Holert und Terkessidis beschreiben die Wege der Migrant*innen, die über alte Karawanenrouten unter beschwerlichen Bedingungen durch die Sahara führten. Ihre Reise würde ständig durch algerische Grenzschützer und Polizisten unterbrochen und viele von ihnen wurden festgenommen und in der Wüste, an der algerischen Grenze, wieder ausgesetzt. Doch die Menschen kamen wieder zurück nach Oujda, denn der erneute Weg durch die Sahara zurück nach Südafrika stellte keine Option für sie dar. Die Ziele der Migrierenden ändern sich, sie sind ständig auf dem Weg, wollen immer weiter, werden wieder zurückgebracht und reisen dann wieder weiter. Ihre Pläne ändern sich immer wieder in der Situation, weil sie sich den neuen Gegebenheiten immer wieder anpassen müssen. Sie kommen nie irgendwo an und befinden sich durchgehend in einem Zustand des Dazwischen-Seins.

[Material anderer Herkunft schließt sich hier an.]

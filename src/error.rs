//! Errors raised while combining report fragments.
//!
//! Every variant here is fatal for the run: the combined report is only
//! written when all fragments agree.

use std::path::PathBuf;
use thiserror::Error;

/// A consistency violation or unreadable embedded value.
#[derive(Debug, Error)]
pub enum MergeError {
    #[error("multiple references found: {}", names.join(", "))]
    MultipleReferences { names: Vec<String> },

    #[error("multiple values found for minimum contig length: {}", values.join(", "))]
    MultipleContigThresholds { values: Vec<String> },

    #[error("no minimum contig length declared in any report page")]
    MissingContigThreshold,

    #[error("species found do not match: '{species}' is not reported for '{assembler}'")]
    SpeciesMismatch { assembler: String, species: String },

    #[error("LMAS report folders not found in {}", dir.display())]
    ReportFoldersNotFound { dir: PathBuf },

    #[error("malformed value for '{variable}': {source}")]
    MalformedLiteral {
        variable: String,
        #[source]
        source: serde_json::Error,
    },
}

#[cfg(test)]
mod tests {
    use super::*;

    #[test]
    fn test_messages_name_the_cause() {
        let err = MergeError::MultipleContigThresholds {
            values: vec!["1000".to_string(), "2000".to_string()],
        };
        assert_eq!(
            err.to_string(),
            "multiple values found for minimum contig length: 1000, 2000"
        );

        let err = MergeError::SpeciesMismatch {
            assembler: "SPAdes".to_string(),
            species: "Bacillus_subtilis".to_string(),
        };
        assert!(err.to_string().contains("Bacillus_subtilis"));
        assert!(err.to_string().contains("SPAdes"));
    }
}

Außerdem erläutern Holert und Terkessidis, dass sich durch Gastarbeit entlang der Migrationsrouten Menschen ansiedeln würden, weil sie dort einen Job gefunden haben, der Auskommen sichere und sozialen Anschluss mit sich bringe. Andere wiederrum fänden nur Gelegenheitsjobs, die nicht erlauben würden weiterzuziehen. Aus diesem Grund würden entlang der Routen überall „Ghettos“ entstehen. Diese Ghettos hätten einen „höchst provisorischen Charakter“ (Ebd., 34f.) und die Bewohner dieser Orte befänden sich in einem Zustand, den die Autoren als „erstarrte Bewegung“ (Ebd., 35) bezeichnen. Die Menschen dort, wären in der Bewegung festgefroren (Ebd., 35). Sie bleiben, weil sie aus verschiedenen Gründen nicht weiterkommen. So müssten viele auf dem Weg jahrelang arbeiten, um genug Geld für die Schleuser zu verdienen und wenn sie endlich genug Geld hätten, würden sie von den Schleuserorganisationen erneut in einen Zustand des Stillstands versetzt, indem sie in provisorischen Zeltdörfern auf die nächste Möglichkeit zur Überfahrt warten müssten (Ebd., 37).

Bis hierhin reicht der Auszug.